WE ARE ALL BROTHERS—EVEN DURING A PANDEMIC

During the first wave of Covid19 in the spring and summer of 2020, every evening at the same time, as seen on television news as much as in our city streets, saucepans were beaten with wooden spoons, only dropped long enough to free the hands for clapping. Now, as we enter our second year of pandemic, Covid fatigue has set in, and our hearts are clapped out.

If we feel fatigued as mere spectators, what can we say of those who care for us? We see the exhaustion on their faces, those men and women doubly or triply masked, wrapped in plastic from head to toe. We know taking care of others takes its toll, but such a toll, and for so long, is hard to bear. Among the many analogies made to war and battles, the enduring compassion of healthcare workers is perhaps one of the most compelling.

There have been many battles but Solferino remains among the bloodiest. In June 1859, the Piemont-Sardinian army and their French allies met the Austro-Hungarian army in a battle so bloody that even the horses purportedly fought among themselves, caught up in the spirit of carnage. Many among the nearly 23,000 wounded made their way to nearby Castiglione, their various uniforms equally stained into the same hue of mud, blood, and guts.

The authorities first thought to repulse the wounded Austrians, only allowing their own troops through, but the women of Castiglione stared them down.  “Tutti fratelli,” they said. They are all brothers. During the three days that followed the battle, all the wounded were triaged and first treated in Castiglione with whatever could be gathered in the way of bandages, water, food, and care. After surveying the battlefield of Solferino and assisting the women of Castiglione, a Swiss gentleman named Henri Dunant founded the Red Cross, three times awarded the Nobel Peace Prize.

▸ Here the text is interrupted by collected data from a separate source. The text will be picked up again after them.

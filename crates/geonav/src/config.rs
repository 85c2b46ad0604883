//! Shape descriptions loaded from TOML or JSON.
//!
//! ```toml
//! [[shapes]]
//! type = "sphere"
//! rmin = 5.0
//! rmax = 10.0
//! phi1 = 0.0
//! phi2 = 90.0
//!
//! [[shapes]]
//! type = "box"
//! dx = 1.0
//! dy = 2.0
//! dz = 3.0
//! ```
//!
//! Dimensions are validated when the shapes are built, not when the file is
//! parsed.

use std::path::Path;

use geonav_math::Point3;
use geonav_solid::{BoundingBox, GeometryError, Solid};
use geonav_sphere::{Sphere, SphereDimensions, SphereParams};
use serde::{Deserialize, Serialize};
use thiserror::Error;
use tracing::debug;

/// Errors from loading or building a configuration.
#[derive(Error, Debug)]
pub enum ConfigError {
    /// The document parsed but describes an invalid shape.
    #[error("invalid shape: {0}")]
    Geometry(#[from] GeometryError),

    /// TOML syntax or schema error.
    #[error("TOML error: {0}")]
    Toml(#[from] toml::de::Error),

    /// JSON syntax or schema error.
    #[error("JSON error: {0}")]
    Json(#[from] serde_json::Error),

    /// Reading the file failed.
    #[error("I/O error: {0}")]
    Io(#[from] std::io::Error),

    /// The file extension names no supported format.
    #[error("unsupported configuration format: {0}")]
    UnknownFormat(String),
}

/// Box half-widths and center.
#[derive(Debug, Clone, Copy, PartialEq, Serialize, Deserialize)]
pub struct BoxDimensions {
    /// Half-width along X.
    pub dx: f64,
    /// Half-width along Y.
    pub dy: f64,
    /// Half-width along Z.
    pub dz: f64,
    /// Center of the box.
    #[serde(default)]
    pub origin: [f64; 3],
}

/// One shape of a configuration document.
#[derive(Debug, Clone, PartialEq, Serialize, Deserialize)]
#[serde(tag = "type", rename_all = "lowercase")]
pub enum ShapeConfig {
    /// Spherical shell; omitted angles give the full sphere.
    Sphere(SphereDimensions),
    /// Axis-aligned box.
    Box(BoxDimensions),
}

impl ShapeConfig {
    /// Validate the dimensions and build the shape.
    pub fn build(&self) -> Result<Box<dyn Solid>, ConfigError> {
        let solid: Box<dyn Solid> = match *self {
            ShapeConfig::Sphere(dims) => Box::new(Sphere::new(SphereParams::try_from(dims)?)),
            ShapeConfig::Box(b) => {
                let [x, y, z] = b.origin;
                Box::new(BoundingBox::new(Point3::new(x, y, z), b.dx, b.dy, b.dz)?)
            }
        };
        Ok(solid)
    }
}

/// A document holding a list of shapes.
#[derive(Debug, Clone, Default, PartialEq, Serialize, Deserialize)]
pub struct SceneConfig {
    /// Shapes in document order.
    #[serde(default)]
    pub shapes: Vec<ShapeConfig>,
}

impl SceneConfig {
    /// Parse a TOML document.
    pub fn from_toml_str(text: &str) -> Result<Self, ConfigError> {
        Ok(toml::from_str(text)?)
    }

    /// Parse a JSON document.
    pub fn from_json_str(text: &str) -> Result<Self, ConfigError> {
        Ok(serde_json::from_str(text)?)
    }

    /// Read a `.toml` or `.json` file.
    pub fn load(path: impl AsRef<Path>) -> Result<Self, ConfigError> {
        let path = path.as_ref();
        let text = std::fs::read_to_string(path)?;
        let scene = match path.extension().and_then(|e| e.to_str()) {
            Some("toml") => Self::from_toml_str(&text)?,
            Some("json") => Self::from_json_str(&text)?,
            _ => return Err(ConfigError::UnknownFormat(path.display().to_string())),
        };
        debug!("Loaded {} shapes from {}", scene.shapes.len(), path.display());
        Ok(scene)
    }

    /// Build every shape, failing on the first invalid one.
    pub fn build(&self) -> Result<Vec<Box<dyn Solid>>, ConfigError> {
        self.shapes.iter().map(ShapeConfig::build).collect()
    }

    /// Serialize as TOML.
    pub fn to_toml_string(&self) -> Result<String, toml::ser::Error> {
        toml::to_string(self)
    }
}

We are now told the end of our Covid battle is in sight. Vaccination has started and very old and fragile people are first on the list, together with those who care for them. Others will follow, until everyone is made to feel safer. However, this is not true of the whole world. Among the poorest African countries, one in particular has been able to vaccinate twenty-five people to date. “Not twenty-five thousand, not twenty-five hundred,” said the head of the World’s Health Organization, “just twenty-five.” This is compared to the millions of vaccines administered in the West.

Faced with worldwide demand, manufacturers struggle to ramp up production while governments clamour for the existing supply.  Anticipating this challenge, and to allay the discrimination of access, several NGOs created COVAX, a plan for wealthy countries to pool their orders and partially fund vaccines for countries that could be shut out of an open market.

Canada, now faced with delayed shipments and an uncertain supply chain, has decided to take delivery of its share of the COVAX order instead of allowing these doses to be distributed to developing countries. We protect our own, and what could be more natural?

But, surely, if there is a time to remember the courageous women of Castiglione who, as commemorated on a local monument, “accepted human pain beyond uniforms,” it is now. The real message is still “tutti fratelli.” It is also good policy, for the family of man can only be safe when all its members are protected, not just those in our own household.